And I made it. The first week of our IVF drug protocol is over and surpisingly it wasn't that bad. Brady has been rocking the injections with the magic touch and managed to not pass out even once. We have now gone to both of our classes and are heading into the docs this week for our "supression" check. It feels like forever ago that I was scared and nervous. It's also been forever since I thought about all of this producing an actual baby. Since we started this whole process we have been so focused on the ins and outs of the shots and pills and appointments that I kind of lost sight of what it's all for. We have been distracted by the details.
In our second class (actually the first in the series that we had to take backwards) they discussed the outcome possibilities and the mere mention of the phone call where they potentially tell you that it didn't work made me cry. I've done two IUI's now and each phone call telling me it didn't work reduced me to a mess of tears and dispair. I know it's inevitable that I become attached to the possibility of a pregnancy, but it is hard knowing that after all of this that I might still be on the other end of that "I'm sorry" phone call. Class got me thinking about that alot. They tell you that after the supression and then the stimulation when they go in you might have 20 follicles to retrieve eggs from. Out of those 20 follicles you might get 15 eggs, of those 15 maybe 12 will be mature enough to be fertilized. Of the 12 that you can fertilize maybe 10 will actually fertizile and of those 10 you might get 6 good quality embryos after three days. From those 6 you may get 4 that make it after 5 days. That means if you're lucky, out of 20 follicles you will get 4 embryos. 4. Two of which the magic man will implant and the others we would freeze. Just looking at those numbers kind of depresses me.

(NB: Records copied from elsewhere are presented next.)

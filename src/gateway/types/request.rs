//! Request bodies
//!
//! Amounts travel as JSON strings so no precision is lost to binary floats.

use serde::{Deserialize, Serialize};
use utoipa::ToSchema;

/// POST /accounts
#[derive(Debug, Clone, Serialize, Deserialize, ToSchema)]
pub struct CreateAccountRequest {
    #[schema(example = 123)]
    pub account_id: u64,
    /// Opening balance, decimal string, zero allowed
    #[schema(example = "100.23344")]
    pub initial_balance: String,
}

/// POST /transactions
#[derive(Debug, Clone, Serialize, Deserialize, ToSchema)]
pub struct TransferRequest {
    #[schema(example = 123)]
    pub source_account_id: u64,
    #[schema(example = 456)]
    pub destination_account_id: u64,
    /// Strictly positive decimal string, at most 18 fractional digits
    #[schema(example = "100.12345")]
    pub amount: String,
}
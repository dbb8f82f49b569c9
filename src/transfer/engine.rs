//! Transfer Engine
//!
//! Moves funds between two accounts with optimistic concurrency control.
//!
//! One attempt is one storage transaction:
//! 1. read source and destination together with their versions
//! 2. reject if the source cannot cover the amount
//! 3. conditionally update both rows in one statement, each guarded by the
//!    version read in step 1
//! 4. anything other than exactly two changed rows is a version conflict:
//!    roll back and let the retry policy start a fresh attempt
//! 5. append the transfer record and commit
//!
//! The engine holds no locks of its own. Transfers on disjoint accounts never
//! wait on each other; transfers sharing an account are serialized by the
//! row versions alone.

use std::sync::Arc;
use tracing::{debug, error, info, warn};

use super::types::{NewTransfer, Transfer, TransferIntent};
use crate::core_types::TransferId;
use crate::error::LedgerError;
use crate::retry::RetryPolicy;
use crate::store::{BalanceUpdate, LedgerStore, LedgerTx};

/// Both legs must change or the attempt is void
const EXPECTED_ROWS: u64 = 2;

#[derive(Clone)]
pub struct TransferEngine {
    store: Arc<dyn LedgerStore>,
    retry: RetryPolicy,
}

impl TransferEngine {
    pub fn new(store: Arc<dyn LedgerStore>, retry: RetryPolicy) -> Self {
        Self { store, retry }
    }

    /// Execute a validated transfer, retrying transient failures.
    ///
    /// Terminal outcomes (missing account, insufficient funds) are returned
    /// on the first attempt that observes them. A conflict that persists past
    /// the attempt budget is returned as the last `VersionConflict`.
    pub async fn process_transfer(&self, intent: &TransferIntent) -> Result<Transfer, LedgerError> {
        let result = self
            .retry
            .run(
                |attempt| self.attempt(intent, attempt),
                LedgerError::is_retryable,
            )
            .await;

        match &result {
            Ok(record) => info!(
                transfer_id = record.id,
                source = intent.source(),
                destination = intent.destination(),
                amount = %intent.amount(),
                "Transfer committed"
            ),
            Err(e) if e.is_retryable() => warn!(
                source = intent.source(),
                destination = intent.destination(),
                error = %e,
                "Transfer gave up after retry budget"
            ),
            Err(e) => debug!(
                source = intent.source(),
                destination = intent.destination(),
                code = e.code(),
                "Transfer rejected"
            ),
        }

        result
    }

    /// Look up a committed transfer record
    pub async fn get_transfer(&self, id: TransferId) -> Result<Transfer, LedgerError> {
        self.store
            .get_transfer(id)
            .await?
            .ok_or(LedgerError::TransferNotFound(id))
    }

    async fn attempt(&self, intent: &TransferIntent, attempt: u32) -> Result<Transfer, LedgerError> {
        debug!(
            attempt,
            source = intent.source(),
            destination = intent.destination(),
            "Transfer attempt"
        );

        let mut tx = self.store.begin().await?;
        let outcome = Self::apply(tx.as_mut(), intent).await;
        match outcome {
            Ok(record) => {
                tx.commit().await.map_err(|e| {
                    error!(attempt, error = %e, "Transfer commit failed");
                    LedgerError::from(e)
                })?;
                Ok(record)
            }
            Err(e) => {
                if let Err(rollback_err) = tx.rollback().await {
                    warn!(attempt, error = %rollback_err, "Rollback failed");
                }
                Err(e)
            }
        }
    }

    async fn apply(tx: &mut dyn LedgerTx, intent: &TransferIntent) -> Result<Transfer, LedgerError> {
        let source = tx
            .get_account(intent.source())
            .await?
            .ok_or(LedgerError::SourceAccountNotFound(intent.source()))?;
        let destination = tx
            .get_account(intent.destination())
            .await?
            .ok_or(LedgerError::DestinationAccountNotFound(intent.destination()))?;

        // Exact balance is allowed to leave the account at zero
        if source.balance < *intent.amount() {
            return Err(LedgerError::InsufficientFunds(source.id));
        }

        let updates = [
            BalanceUpdate {
                account_id: source.id,
                expected_version: source.version,
                new_balance: &source.balance - intent.amount(),
            },
            BalanceUpdate {
                account_id: destination.id,
                expected_version: destination.version,
                new_balance: &destination.balance + intent.amount(),
            },
        ];

        let rows_changed = tx.apply_balance_updates(&updates).await?;
        if rows_changed != EXPECTED_ROWS {
            return Err(LedgerError::VersionConflict { rows_changed });
        }

        Ok(tx.insert_transfer(&NewTransfer::from(intent)).await?)
    }
}
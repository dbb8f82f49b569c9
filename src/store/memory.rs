//! In-memory Ledger Store
//!
//! Same contract as the PostgreSQL store, used by unit tests and local runs
//! without a database. Rows touched by an uncommitted transaction are held
//! by that transaction until it commits or rolls back; another transaction's
//! conditional update does not match a held row, the same outcome PostgreSQL
//! produces once the holder commits a new version.

use async_trait::async_trait;
use chrono::Utc;
use std::collections::{BTreeMap, HashMap};
use std::sync::{Arc, Mutex, MutexGuard, PoisonError};

use super::error::StoreError;
use super::{BalanceUpdate, LedgerStore, LedgerTx};
use crate::account::{Account, NewAccount, models::INITIAL_VERSION};
use crate::core_types::{AccountId, TransferId};
use crate::transfer::types::{NewTransfer, Transfer};

type TxId = u64;

struct Row {
    account: Account,
    held_by: Option<TxId>,
}

#[derive(Default)]
struct Inner {
    accounts: HashMap<AccountId, Row>,
    transfers: BTreeMap<TransferId, Transfer>,
    next_tx: TxId,
    last_transfer_id: TransferId,
}

impl Inner {
    fn release(&mut self, tx: TxId) {
        for row in self.accounts.values_mut() {
            if row.held_by == Some(tx) {
                row.held_by = None;
            }
        }
    }
}

#[derive(Clone, Default)]
pub struct MemoryLedgerStore {
    inner: Arc<Mutex<Inner>>,
}

impl MemoryLedgerStore {
    pub fn new() -> Self {
        Self::default()
    }

    /// Number of committed transfer records
    pub fn transfer_count(&self) -> usize {
        lock(&self.inner).transfers.len()
    }
}

fn lock(inner: &Mutex<Inner>) -> MutexGuard<'_, Inner> {
    // No guard is ever held across a partial mutation, so poison is ignorable
    inner.lock().unwrap_or_else(PoisonError::into_inner)
}

#[async_trait]
impl LedgerStore for MemoryLedgerStore {
    async fn begin(&self) -> Result<Box<dyn LedgerTx>, StoreError> {
        let id = {
            let mut inner = lock(&self.inner);
            inner.next_tx += 1;
            inner.next_tx
        };
        Ok(Box::new(MemoryTx {
            id,
            inner: Arc::clone(&self.inner),
            staged: HashMap::new(),
            pending: Vec::new(),
            finished: false,
        }))
    }

    async fn get_account(&self, id: AccountId) -> Result<Option<Account>, StoreError> {
        Ok(lock(&self.inner)
            .accounts
            .get(&id)
            .map(|row| row.account.clone()))
    }

    async fn insert_account(&self, account: &NewAccount) -> Result<Account, StoreError> {
        let mut inner = lock(&self.inner);
        if inner.accounts.contains_key(&account.id()) {
            return Err(StoreError::Duplicate(format!(
                "account {} already exists",
                account.id()
            )));
        }

        let now = Utc::now();
        let created = Account {
            id: account.id(),
            balance: account.initial_balance().clone(),
            version: INITIAL_VERSION,
            created_at: now,
            updated_at: now,
        };
        inner.accounts.insert(
            created.id,
            Row {
                account: created.clone(),
                held_by: None,
            },
        );
        Ok(created)
    }

    async fn get_transfer(&self, id: TransferId) -> Result<Option<Transfer>, StoreError> {
        Ok(lock(&self.inner).transfers.get(&id).cloned())
    }

    async fn ping(&self) -> Result<(), StoreError> {
        Ok(())
    }
}

pub struct MemoryTx {
    id: TxId,
    inner: Arc<Mutex<Inner>>,
    /// Post-images of rows this transaction changed
    staged: HashMap<AccountId, Account>,
    pending: Vec<Transfer>,
    finished: bool,
}

impl MemoryTx {
    fn ensure_open(&self) -> Result<(), StoreError> {
        if self.finished {
            Err(StoreError::TransactionClosed)
        } else {
            Ok(())
        }
    }
}

#[async_trait]
impl LedgerTx for MemoryTx {
    async fn get_account(&mut self, id: AccountId) -> Result<Option<Account>, StoreError> {
        self.ensure_open()?;
        if let Some(staged) = self.staged.get(&id) {
            return Ok(Some(staged.clone()));
        }
        Ok(lock(&self.inner)
            .accounts
            .get(&id)
            .map(|row| row.account.clone()))
    }

    async fn apply_balance_updates(
        &mut self,
        updates: &[BalanceUpdate; 2],
    ) -> Result<u64, StoreError> {
        self.ensure_open()?;
        let mut inner = lock(&self.inner);
        let now = Utc::now();
        let mut changed = 0;

        for update in updates {
            let Some(row) = inner.accounts.get_mut(&update.account_id) else {
                continue;
            };
            let held_by_other = row.held_by.is_some_and(|holder| holder != self.id);
            let current_version = self
                .staged
                .get(&update.account_id)
                .map_or(row.account.version, |staged| staged.version);
            if held_by_other || current_version != update.expected_version {
                continue;
            }

            row.held_by = Some(self.id);
            let mut image = self
                .staged
                .get(&update.account_id)
                .cloned()
                .unwrap_or_else(|| row.account.clone());
            image.balance = update.new_balance.clone();
            image.version += 1;
            image.updated_at = now;
            self.staged.insert(update.account_id, image);
            changed += 1;
        }

        Ok(changed)
    }

    async fn insert_transfer(&mut self, transfer: &NewTransfer) -> Result<Transfer, StoreError> {
        self.ensure_open()?;
        let id = {
            let mut inner = lock(&self.inner);
            // Like a sequence, ids are consumed even if the transaction rolls back
            inner.last_transfer_id += 1;
            inner.last_transfer_id
        };
        let record = Transfer {
            id,
            source_account_id: transfer.source_account_id,
            destination_account_id: transfer.destination_account_id,
            amount: transfer.amount.clone(),
            created_at: Utc::now(),
        };
        self.pending.push(record.clone());
        Ok(record)
    }

    async fn commit(&mut self) -> Result<(), StoreError> {
        self.ensure_open()?;
        let mut inner = lock(&self.inner);
        for (id, image) in self.staged.drain() {
            if let Some(row) = inner.accounts.get_mut(&id) {
                row.account = image;
            }
        }
        for record in self.pending.drain(..) {
            inner.transfers.insert(record.id, record);
        }
        inner.release(self.id);
        self.finished = true;
        Ok(())
    }

    async fn rollback(&mut self) -> Result<(), StoreError> {
        self.ensure_open()?;
        self.staged.clear();
        self.pending.clear();
        lock(&self.inner).release(self.id);
        self.finished = true;
        Ok(())
    }
}

impl Drop for MemoryTx {
    fn drop(&mut self) {
        if !self.finished {
            lock(&self.inner).release(self.id);
        }
    }
}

When we first started this whole thing I was so anxious and confused and nervous I didn't really think about the possiblity that it wouldn't work. I mean all the money and drugs (woah that sounds bad) and the fact that an actual fertilized embryo is being implanted into my uterus and it still might not work? It's a pretty devastating thought. I don't want to really think about what I will do if it doesn't work. I don't know how I will function if I get that phone call. I've been thinking I will have the docs office call Brady, because I've convinced my self that I can tell the answer from the tone of the nurses voice when I answer the call. I'm in a little bit of a weird place right now with all of this and I'm not sure how much of that has to do with the fact that I am pumped full of so many syntetic hormones that I cry when the grocery store is out of my favorite salad drressing, but I'm trying to think good thoughts because if I don't have that, I might as well give up now. I have to remember that we are good people, that we will be great parents and that this is going to happen for us. I know it.